- Exercise description
Write out every entry again exactly as it stands.

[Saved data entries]
# # # #

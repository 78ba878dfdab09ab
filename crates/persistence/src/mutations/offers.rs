// Copyright (C) 2026 Fred Clausen
// Use of this source code is governed by an MIT-style
// license that can be found in the LICENSE file or at
// https://opensource.org/licenses/MIT.

//! Offer and opportunity mutations.

use clark::AcceptancePlan;
use clark_audit::AuditEvent;
use clark_domain::{
    EntityRef, NewOffer, NewOpportunity, Offer, OfferId, OfferState, Opportunity, OpportunityId,
    OpportunityState,
};
use diesel::SqliteConnection;
use diesel::prelude::*;
use time::OffsetDateTime;
use tracing::{debug, info};

use crate::backend::sqlite::get_last_insert_rowid;
use crate::data_models::{flag, format_timestamp};
use crate::diesel_schema::{offer_options, offers, opportunities};
use crate::error::PersistenceError;
use crate::mutations::audit::insert_audit_event;
use crate::mutations::contracts::update_contract_state;
use crate::queries::contracts::require_contract;
use crate::queries::offers::require_offer;
use crate::queries::opportunities::require_opportunity;

/// Inserts an opportunity.
///
/// # Errors
///
/// Returns an error if the insert fails.
pub fn insert_opportunity(
    conn: &mut SqliteConnection,
    opportunity: &NewOpportunity,
) -> Result<Opportunity, PersistenceError> {
    diesel::insert_into(opportunities::table)
        .values((
            opportunities::customer_id.eq(opportunity.customer_id.value()),
            opportunities::admin_id.eq(opportunity.admin_id.map(|id| id.value())),
            opportunities::state.eq(opportunity.state.as_str()),
        ))
        .execute(conn)?;
    let opportunity_id: OpportunityId = OpportunityId::new(get_last_insert_rowid(conn)?);
    info!(opportunity_id = %opportunity_id, "Opportunity created");
    require_opportunity(conn, opportunity_id)
}

/// Inserts an offer with its options and links it to its opportunity.
///
/// # Errors
///
/// Returns `NotFound` if the opportunity or an offered contract does not
/// exist, or an error if an insert fails.
pub fn insert_offer(
    conn: &mut SqliteConnection,
    offer: &NewOffer,
) -> Result<Offer, PersistenceError> {
    require_opportunity(conn, offer.opportunity_id)?;
    for (contract_id, _) in &offer.options {
        require_contract(conn, *contract_id)?;
    }

    diesel::insert_into(offers::table)
        .values((
            offers::customer_id.eq(offer.customer_id.value()),
            offers::opportunity_id.eq(offer.opportunity_id.value()),
            offers::state.eq(offer.state.as_str()),
            offers::valid_until.eq(format_timestamp(offer.valid_until)?),
        ))
        .execute(conn)?;
    let offer_id: OfferId = OfferId::new(get_last_insert_rowid(conn)?);

    for (contract_id, recommended) in &offer.options {
        diesel::insert_into(offer_options::table)
            .values((
                offer_options::offer_id.eq(offer_id.value()),
                offer_options::contract_id.eq(contract_id.value()),
                offer_options::recommended.eq(flag(*recommended)),
            ))
            .execute(conn)?;
    }

    diesel::update(opportunities::table)
        .filter(opportunities::opportunity_id.eq(offer.opportunity_id.value()))
        .set(opportunities::offer_id.eq(Some(offer_id.value())))
        .execute(conn)?;

    info!(
        offer_id = %offer_id,
        opportunity_id = %offer.opportunity_id,
        options = offer.options.len(),
        "Offer created"
    );
    require_offer(conn, offer_id)
}

/// Moves an offer from `expected` to `next` and records `audit`.
///
/// # Errors
///
/// Returns `NotFound`, `StaleState`, or an error if a write fails.
pub fn update_offer_state(
    conn: &mut SqliteConnection,
    offer_id: OfferId,
    expected: OfferState,
    next: OfferState,
    audit: &AuditEvent,
    now: OffsetDateTime,
) -> Result<Offer, PersistenceError> {
    let stored: Offer = require_offer(conn, offer_id)?;
    if stored.state != expected {
        return Err(PersistenceError::StaleState(EntityRef::offer(offer_id)));
    }

    diesel::update(offers::table)
        .filter(offers::offer_id.eq(offer_id.value()))
        .set(offers::state.eq(next.as_str()))
        .execute(conn)?;
    insert_audit_event(conn, audit, now)?;

    debug!(offer_id = %offer_id, to = %next, "Offer state persisted");
    require_offer(conn, offer_id)
}

/// Moves an opportunity from `expected` to `next` and records `audit`.
///
/// # Errors
///
/// Returns `NotFound`, `StaleState`, or an error if a write fails.
pub fn update_opportunity_state(
    conn: &mut SqliteConnection,
    opportunity_id: OpportunityId,
    expected: OpportunityState,
    next: OpportunityState,
    audit: &AuditEvent,
    now: OffsetDateTime,
) -> Result<Opportunity, PersistenceError> {
    let stored: Opportunity = require_opportunity(conn, opportunity_id)?;
    if stored.state != expected {
        return Err(PersistenceError::StaleState(EntityRef::opportunity(
            opportunity_id,
        )));
    }

    diesel::update(opportunities::table)
        .filter(opportunities::opportunity_id.eq(opportunity_id.value()))
        .set(opportunities::state.eq(next.as_str()))
        .execute(conn)?;
    insert_audit_event(conn, audit, now)?;

    debug!(opportunity_id = %opportunity_id, to = %next, "Opportunity state persisted");
    require_opportunity(conn, opportunity_id)
}

/// Applies every change of an acceptance plan.
///
/// Must run inside a transaction: the first stale pre-image aborts the plan
/// and the caller's rollback discards the changes already written.
///
/// # Errors
///
/// Returns `StaleState` or `NotFound` for the first entity that fails its
/// check, or an error if a write fails.
pub fn apply_acceptance_plan(
    conn: &mut SqliteConnection,
    plan: &AcceptancePlan,
    now: OffsetDateTime,
) -> Result<(), PersistenceError> {
    update_offer_state(
        conn,
        plan.offer.id,
        plan.offer.from,
        plan.offer.to,
        &plan.offer.audit,
        now,
    )?;
    update_opportunity_state(
        conn,
        plan.opportunity.id,
        plan.opportunity.from,
        plan.opportunity.to,
        &plan.opportunity.audit,
        now,
    )?;
    for change in &plan.contracts {
        update_contract_state(conn, change.id, change.from, change.to, &change.audit, now)?;
    }

    info!(
        offer_id = %plan.offer.id,
        contracts = plan.contracts.len(),
        "Acceptance plan applied"
    );
    Ok(())
}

# # # #

- Answer space
repository 78ba878dfdab09ab
filename crates/persistence/src/mutations/offers.rs
// Copyright (C) 2026 Fred Clausen
// Use of this source code is governed by an MIT-style
// license that can be found in the LICENSE file or at
// https://opensource.org/licenses/MIT.

//! Offer and opportunity mutations.

use clark::AcceptancePlan;
use clark_audit::AuditEvent;
use clark_domain::{
    EntityRef, NewOffer, NewOpportunity, Offer, OfferId, OfferState, Opportunity, OpportunityId,
    OpportunityState,
};
use diesel::SqliteConnection;
use diesel::prelude::*;
use time::OffsetDateTime;
use tracing::{debug, info};

use crate::backend::sqlite::get_last_insert_rowid;
use crate::data_models::{flag, format_timestamp};
use crate::diesel_schema::{offer_options, offers, opportunities};
use crate::error::PersistenceError;
use crate::mutations::audit::insert_audit_event;
use crate::mutations::contracts::update_contract_state;
use crate::queries::contracts::require_contract;
use crate::queries::offers::require_offer;
use crate::queries::opportunities::require_opportunity;

/// Inserts an opportunity.
///
/// # Errors
///
/// Returns an error if the insert fails.
pub fn insert_opportunity(
    conn: &mut SqliteConnection,
    opportunity: &NewOpportunity,
) -> Result<Opportunity, PersistenceError> {
    diesel::insert_into(opportunities::table)
        .values((
            opportunities::customer_id.eq(opportunity.customer_id.value()),
            opportunities::admin_id.eq(opportunity.admin_id.map(|id| id.value())),
            opportunities::state.eq(opportunity.state.as_str()),
        ))
        .execute(conn)?;
    let opportunity_id: OpportunityId = OpportunityId::new(get_last_insert_rowid(conn)?);
    info!(opportunity_id = %opportunity_id, "Opportunity created");
    require_opportunity(conn, opportunity_id)
}

/// Inserts an offer with its options and links it to its opportunity.
///
/// # Errors
///
/// Returns `NotFound` if the opportunity or an offered contract does not
/// exist, or an error if an insert fails.
pub fn insert_offer(
    conn: &mut SqliteConnection,
    offer: &NewOffer,
) -> Result<Offer, PersistenceError> {
    require_opportunity(conn, offer.opportunity_id)?;
    for (contract_id, _) in &offer.options {
        require_contract(conn, *contract_id)?;
    }

    diesel::insert_into(offers::table)
        .values((
            offers::customer_id.eq(offer.customer_id.value()),
            offers::opportunity_id.eq(offer.opportunity_id.value()),
            offers::state.eq(offer.state.as_str()),
            offers::valid_until.eq(format_timestamp(offer.valid_until)?),
        ))
        .execute(conn)?;
    let offer_id: OfferId = OfferId::new(get_last_insert_rowid(conn)?);

    for (contract_id, recommended) in &offer.options {
        diesel::insert_into(offer_options::table)
            .values((
                offer_options::offer_id.eq(offer_id.value()),
                offer_options::contract_id.eq(contract_id.value()),
                offer_options::recommended.eq(flag(*recommended)),
            ))
            .execute(conn)?;
    }

    diesel::update(opportunities::table)
        .filter(opportunities::opportunity_id.eq(offer.opportunity_id.value()))
        .set(opportunities::offer_id.eq(Some(offer_id.value())))
        .execute(conn)?;

    info!(
        offer_id = %offer_id,
        opportunity_id = %offer.opportunity_id,
        options = offer.options.len(),
        "Offer created"
    );
    require_offer(conn, offer_id)
}

/// Moves an offer from `expected` to `next` and records `audit`.
///
/// # Errors
///
/// Returns `NotFound`, `StaleState`, or an error if a write fails.
pub fn update_offer_state(
    conn: &mut SqliteConnection,
    offer_id: OfferId,
    expected: OfferState,
    next: OfferState,
    audit: &AuditEvent,
    now: OffsetDateTime,
) -> Result<Offer, PersistenceError> {
    let stored: Offer = require_offer(conn, offer_id)?;
    if stored.state != expected {
        return Err(PersistenceError::StaleState(EntityRef::offer(offer_id)));
    }

    diesel::update(offers::table)
        .filter(offers::offer_id.eq(offer_id.value()))
        .set(offers::state.eq(next.as_str()))
        .execute(conn)?;
    insert_audit_event(conn, audit, now)?;

    debug!(offer_id = %offer_id, to = %next, "Offer state persisted");
    require_offer(conn, offer_id)
}

/// Moves an opportunity from `expected` to `next` and records `audit`.
///
/// # Errors
///
/// Returns `NotFound`, `StaleState`, or an error if a write fails.
pub fn update_opportunity_state(
    conn: &mut SqliteConnection,
    opportunity_id: OpportunityId,
    expected: OpportunityState,
    next: OpportunityState,
    audit: &AuditEvent,
    now: OffsetDateTime,
) -> Result<Opportunity, PersistenceError> {
    let stored: Opportunity = require_opportunity(conn, opportunity_id)?;
    if stored.state != expected {
        return Err(PersistenceError::StaleState(EntityRef::opportunity(
            opportunity_id,
        )));
    }

    diesel::update(opportunities::table)
        .filter(opportunities::opportunity_id.eq(opportunity_id.value()))
        .set(opportunities::state.eq(next.as_str()))
        .execute(conn)?;
    insert_audit_event(conn, audit, now)?;

    debug!(opportunity_id = %opportunity_id, to = %next, "Opportunity state persisted");
    require_opportunity(conn, opportunity_id)
}

/// Applies every change of an acceptance plan.
///
/// Must run inside a transaction: the first stale pre-image aborts the plan
/// and the caller's rollback discards the changes already written.
///
/// # Errors
///
/// Returns `StaleState` or `NotFound` for the first entity that fails its
/// check, or an error if a write fails.
pub fn apply_acceptance_plan(
    conn: &mut SqliteConnection,
    plan: &AcceptancePlan,
    now: OffsetDateTime,
) -> Result<(), PersistenceError> {
    update_offer_state(
        conn,
        plan.offer.id,
        plan.offer.from,
        plan.offer.to,
        &plan.offer.audit,
        now,
    )?;
    update_opportunity_state(
        conn,
        plan.opportunity.id,
        plan.opportunity.from,
        plan.opportunity.to,
        &plan.opportunity.audit,
        now,
    )?;
    for change in &plan.contracts {
        update_contract_state(conn, change.id, change.from, change.to, &change.audit, now)?;
    }

    info!(
        offer_id = %plan.offer.id,
        contracts = plan.contracts.len(),
        "Acceptance plan applied"
    );
    Ok(())
}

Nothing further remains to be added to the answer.